A problem with studying exceptionally long-lived persons is there is no obvious control group, Smith says. “The people you want to compare them to are all dead. So, a novel part of this study is that we are also recruiting their children, age 50 to 80. We will compare the adult children’s health and functioning to their first cousins, but these first cousins will be the children of parents who did not have exceptional survival. An important part of the comparison is that the children of the exceptionally long-lived and their first cousins share characteristics in terms of genetics, social class and religion, which will help us to isolate specific genetic, medical and psychosocial factors that make them different. We will compare them on numerous aspects of their health associated with aging, including memory, lung capacity, muscle strength and cholesterol.”

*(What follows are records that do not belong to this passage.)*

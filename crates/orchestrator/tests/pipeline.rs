//! End-to-end pipeline behavior: caching, routing precedence, context
//! propagation, and the degradation guarantees.

use async_trait::async_trait;
use serde_json::json;
use std::sync::{Arc, Mutex};
use studymate_agents::{Agent, AgentRegistry, TurnContext, default_agents};
use studymate_config::CacheConfig;
use studymate_core::context::{KEY_CALLER_ID, KEY_USER_NAME};
use studymate_core::error::BackendError;
use studymate_core::tool::ToolRegistry;
use studymate_core::{
    AgentId, AgentResponse, BackendReply, BackendRequest, MetricsSink, ReasoningBackend,
    RequestContext, RequestMetrics,
};
use studymate_orchestrator::{Orchestrator, RequestOptions, ResponseCache};
use studymate_router::RouterAgent;

/// Returns scripted replies in order, cycling the last one forever,
/// and counts invocations.
struct ScriptedBackend {
    replies: Vec<BackendReply>,
    calls: Mutex<usize>,
}

impl ScriptedBackend {
    fn new(replies: Vec<BackendReply>) -> Arc<Self> {
        Arc::new(Self {
            replies,
            calls: Mutex::new(0),
        })
    }

    fn answering(text: &str) -> Arc<Self> {
        Self::new(vec![BackendReply::Answer(text.into())])
    }

    fn call_count(&self) -> usize {
        *self.calls.lock().unwrap()
    }
}

#[async_trait]
impl ReasoningBackend for ScriptedBackend {
    fn name(&self) -> &str {
        "scripted"
    }

    async fn invoke(&self, _request: BackendRequest) -> Result<BackendReply, BackendError> {
        let mut calls = self.calls.lock().unwrap();
        let index = (*calls).min(self.replies.len() - 1);
        *calls += 1;
        Ok(self.replies[index].clone())
    }
}

/// A backend whose every call fails.
struct FailingBackend;

#[async_trait]
impl ReasoningBackend for FailingBackend {
    fn name(&self) -> &str {
        "failing"
    }

    async fn invoke(&self, _request: BackendRequest) -> Result<BackendReply, BackendError> {
        Err(BackendError::Network("connection refused".into()))
    }
}

/// Captures every metrics record.
#[derive(Default)]
struct CapturingSink {
    records: Mutex<Vec<RequestMetrics>>,
}

impl MetricsSink for CapturingSink {
    fn record(&self, metrics: RequestMetrics) {
        self.records.lock().unwrap().push(metrics);
    }
}

fn cache() -> ResponseCache {
    ResponseCache::new(&CacheConfig {
        ttl_secs: 600,
        capacity: 100,
    })
}

fn orchestrator_with(
    router_backend: Arc<dyn ReasoningBackend>,
    agent_backend: Arc<dyn ReasoningBackend>,
) -> Orchestrator {
    let agents = default_agents(|_profile| agent_backend.clone(), Arc::new(ToolRegistry::new()));
    Orchestrator::new(RouterAgent::new(router_backend), agents, cache())
}

#[tokio::test]
async fn second_identical_call_is_served_from_cache() {
    let agent_backend = ScriptedBackend::answering("Photosynthesis converts light to energy.");
    // The heuristic catches "what is", so the router backend is idle.
    let router_backend = ScriptedBackend::answering("unused");
    let engine = orchestrator_with(router_backend.clone(), agent_backend.clone());

    let first = engine
        .process_message("What is photosynthesis?", RequestOptions::new())
        .await;
    assert_eq!(first.routed_to, AgentId::General);
    assert!(!first.response.error);

    let before = agent_backend.call_count();
    let second = engine
        .process_message("What is photosynthesis?", RequestOptions::new())
        .await;

    // Bit-identical content, zero further backend invocations.
    assert_eq!(second.response.content, first.response.content);
    assert_eq!(agent_backend.call_count(), before);
    assert_eq!(router_backend.call_count(), 0);
    assert_eq!(second.routing.confidence, 1.0);
    assert_eq!(second.routing.reasoning, "cache hit");
}

#[tokio::test]
async fn cache_probe_ignores_entries_written_by_other_agents() {
    let agent_backend = ScriptedBackend::answering("On my list.");
    let router_backend = ScriptedBackend::answering("unused");
    let engine = orchestrator_with(router_backend, agent_backend.clone());

    engine
        .process_message("add a deadline for my essay", RequestOptions::new())
        .await;
    let before = agent_backend.call_count();

    // The probe is keyed to the General agent, so a Task-cached answer
    // does not short-circuit the repeat.
    engine
        .process_message("add a deadline for my essay", RequestOptions::new())
        .await;
    assert!(agent_backend.call_count() > before);
}

#[tokio::test]
async fn heuristic_keywords_bypass_the_router() {
    let agent_backend = ScriptedBackend::answering("Noted.");
    let router_backend = ScriptedBackend::answering("should never be consulted");
    let engine = orchestrator_with(router_backend.clone(), agent_backend);

    let outcome = engine
        .process_message("remind me about the deadline on Friday", RequestOptions::new())
        .await;

    assert_eq!(outcome.routed_to, AgentId::Task);
    assert!(outcome.routing.confidence >= 0.8);
    assert_eq!(outcome.routing.reasoning, "heuristic match");
    assert_eq!(router_backend.call_count(), 0);
}

#[tokio::test]
async fn unmatched_message_goes_through_the_router() {
    let agent_backend = ScriptedBackend::answering("Good morning!");
    let router_backend = ScriptedBackend::answering(
        r#"{"agent": "general", "confidence": 0.85, "reasoning": "greeting"}"#,
    );
    let engine = orchestrator_with(router_backend.clone(), agent_backend);

    let outcome = engine
        .process_message("buenos días", RequestOptions::new())
        .await;

    assert_eq!(router_backend.call_count(), 1);
    assert_eq!(outcome.routed_to, AgentId::General);
    assert_eq!(outcome.routing.reasoning, "greeting");
}

#[tokio::test]
async fn router_backend_failure_degrades_to_general() {
    let agent_backend = ScriptedBackend::answering("Here anyway.");
    let engine = orchestrator_with(Arc::new(FailingBackend), agent_backend);

    let outcome = engine
        .process_message("something unroutable", RequestOptions::new())
        .await;

    assert_eq!(outcome.routed_to, AgentId::General);
    assert!(outcome.routing.confidence <= 0.5);
    assert!(outcome.routing.reasoning.contains("routing error"));
    // The General agent still answers.
    assert!(!outcome.response.error);
    assert_eq!(outcome.response.content, "Here anyway.");
}

#[tokio::test]
async fn total_backend_failure_yields_localized_apology_not_panic() {
    let sink = Arc::new(CapturingSink::default());
    let failing: Arc<dyn ReasoningBackend> = Arc::new(FailingBackend);
    let agents = default_agents(|_| failing.clone(), Arc::new(ToolRegistry::new()));
    let engine = Orchestrator::new(RouterAgent::new(failing.clone()), agents, cache())
        .with_default_language("es")
        .with_metrics(sink.clone());

    let outcome = engine
        .process_message("ayúdame con algo", RequestOptions::new())
        .await;

    assert!(outcome.response.error);
    assert!(outcome.response.content.contains("Lo siento"));

    // Exactly one metrics entry, carrying the error.
    let records = sink.records.lock().unwrap();
    assert_eq!(records.len(), 1);
    assert!(records[0].error.is_some());
    assert_eq!(records[0].language, "es");
}

#[tokio::test]
async fn tool_round_trip_flows_through_the_whole_pipeline() {
    use studymate_core::tool::ToolCall;
    use studymate_tools::{InMemoryStore, TaskStore, default_registry};

    let agent_backend = ScriptedBackend::new(vec![
        BackendReply::ToolCallsRequested {
            assistant_content: String::new(),
            calls: vec![ToolCall {
                id: "call_1".into(),
                name: "create_task".into(),
                arguments: json!({"title": "Submit essay", "due_date": "2026-09-05"}),
            }],
        },
        BackendReply::Answer("Saved it — essay due September 5.".into()),
    ]);
    let store = Arc::new(InMemoryStore::new());
    let tools = Arc::new(default_registry(store.clone(), store.clone()));
    let agents = default_agents(
        |_| agent_backend.clone() as Arc<dyn ReasoningBackend>,
        tools,
    );
    let engine = Orchestrator::new(
        RouterAgent::new(ScriptedBackend::answering("unused")),
        agents,
        cache(),
    );

    let mut context = RequestContext::new();
    context.insert(KEY_CALLER_ID, json!("caller-7"));
    let outcome = engine
        .process_message(
            "remind me to submit my essay",
            RequestOptions::new().with_context(context),
        )
        .await;

    assert_eq!(outcome.routed_to, AgentId::Task);
    assert!(!outcome.response.error);
    assert_eq!(agent_backend.call_count(), 2);

    let tasks = store.list("caller-7").await.unwrap();
    assert_eq!(tasks.len(), 1);
    assert_eq!(tasks[0].title, "Submit essay");
}

#[tokio::test]
async fn error_responses_are_never_cached() {
    let failing: Arc<dyn ReasoningBackend> = Arc::new(FailingBackend);
    let failing_calls = Arc::new(Mutex::new(0usize));

    struct CountedFailingBackend(Arc<Mutex<usize>>);

    #[async_trait]
    impl ReasoningBackend for CountedFailingBackend {
        fn name(&self) -> &str {
            "counted-failing"
        }
        async fn invoke(&self, _request: BackendRequest) -> Result<BackendReply, BackendError> {
            *self.0.lock().unwrap() += 1;
            Err(BackendError::Network("down".into()))
        }
    }

    let counted: Arc<dyn ReasoningBackend> =
        Arc::new(CountedFailingBackend(failing_calls.clone()));
    let agents = default_agents(|_| counted.clone(), Arc::new(ToolRegistry::new()));
    let engine = Orchestrator::new(RouterAgent::new(failing), agents, cache());

    let degraded = engine
        .process_message("what is entropy?", RequestOptions::new())
        .await;
    assert!(degraded.response.error);
    let calls_after_first = *failing_calls.lock().unwrap();

    // The repeat hits the backend again: the degraded response must
    // not have been cached.
    let repeat = engine
        .process_message("what is entropy?", RequestOptions::new())
        .await;
    assert!(repeat.response.error);
    assert!(*failing_calls.lock().unwrap() > calls_after_first);
}

#[tokio::test]
async fn context_fields_reach_the_agent_unchanged() {
    /// Records the TurnContext it was handed.
    struct CapturingAgent {
        seen: Mutex<Option<TurnContext>>,
    }

    #[async_trait]
    impl Agent for CapturingAgent {
        fn id(&self) -> AgentId {
            AgentId::General
        }
        async fn process(&self, _message: &str, ctx: &TurnContext) -> AgentResponse {
            *self.seen.lock().unwrap() = Some(ctx.clone());
            AgentResponse::ok(AgentId::General, "seen")
        }
    }

    let capturing = Arc::new(CapturingAgent {
        seen: Mutex::new(None),
    });
    let mut agents = AgentRegistry::new();
    agents.register(capturing.clone());
    let engine = Orchestrator::new(
        RouterAgent::new(ScriptedBackend::answering("unused")),
        agents,
        cache(),
    );

    let mut context = RequestContext::new();
    context.insert(KEY_CALLER_ID, json!("caller-3"));
    context.insert(KEY_USER_NAME, json!("Leo"));
    let options = RequestOptions::new()
        .with_language("es")
        .with_context(context);

    engine.process_message("explain gravity", options).await;

    let seen = capturing.seen.lock().unwrap().clone().unwrap();
    assert_eq!(seen.language, "es");
    assert_eq!(seen.context.caller_id(), Some("caller-3"));
    assert_eq!(seen.context.user_name(), Some("Leo"));
}

#[tokio::test]
async fn unregistered_agent_degrades_with_error_flag() {
    // Only General is registered; a Task-keyword message routes to the
    // missing Task agent.
    let mut agents = AgentRegistry::new();
    struct AnswerAgent;
    #[async_trait]
    impl Agent for AnswerAgent {
        fn id(&self) -> AgentId {
            AgentId::General
        }
        async fn process(&self, _m: &str, _c: &TurnContext) -> AgentResponse {
            AgentResponse::ok(AgentId::General, "hi")
        }
    }
    agents.register(Arc::new(AnswerAgent));
    let engine = Orchestrator::new(
        RouterAgent::new(ScriptedBackend::answering("unused")),
        agents,
        cache(),
    );

    let outcome = engine
        .process_message("remind me to call mom", RequestOptions::new())
        .await;

    assert_eq!(outcome.routed_to, AgentId::Task);
    assert!(outcome.response.error);
    assert!(!outcome.response.content.is_empty());
}

#[tokio::test]
async fn metrics_record_cache_hits_with_full_confidence() {
    let sink = Arc::new(CapturingSink::default());
    let agent_backend = ScriptedBackend::answering("Answer.");
    let agents = default_agents(
        |_| agent_backend.clone() as Arc<dyn ReasoningBackend>,
        Arc::new(ToolRegistry::new()),
    );
    let engine = Orchestrator::new(
        RouterAgent::new(ScriptedBackend::answering("unused")),
        agents,
        cache(),
    )
    .with_metrics(sink.clone());

    engine.process_message("what is osmosis?", RequestOptions::new()).await;
    engine.process_message("what is osmosis?", RequestOptions::new()).await;

    let records = sink.records.lock().unwrap();
    assert_eq!(records.len(), 2);
    assert_eq!(records[0].confidence, Some(0.9));
    assert!(records[0].error.is_none());
    assert_eq!(records[1].confidence, Some(1.0));
    assert_eq!(records[1].agent, AgentId::General);
}

#[tokio::test]
async fn router_confidence_is_clamped_into_unit_range() {
    let agent_backend = ScriptedBackend::answering("ok");
    let router_backend = ScriptedBackend::answering(
        r#"{"agent": "code", "confidence": 3.2, "reasoning": "overeager"}"#,
    );
    let engine = orchestrator_with(router_backend, agent_backend);

    let outcome = engine
        .process_message("something ambiguous", RequestOptions::new())
        .await;

    assert_eq!(outcome.routed_to, AgentId::Code);
    assert!(outcome.routing.confidence <= 1.0);
}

The study’s objective is not only to determine factors that affect remarkable longevity, but also to identify indicators that contribute to health. “We don’t just want to find ways to keep sick people alive for a long time,” Smith explains. “We’re really talking about healthy, exceptional longevity or survival. We want to find candidate genes that can be useful for developing clinical or pharmaceutical interventions that would promote successful aging. Or we might make potential recommendations on social, lifestyle and environmental factors that promote long and healthy lives. We already know some factors that contribute to longevity-not smoking, controlling weight and getting exercise. What we don’t know is how much of these behaviors will actually get you to these phenomenally old ages.”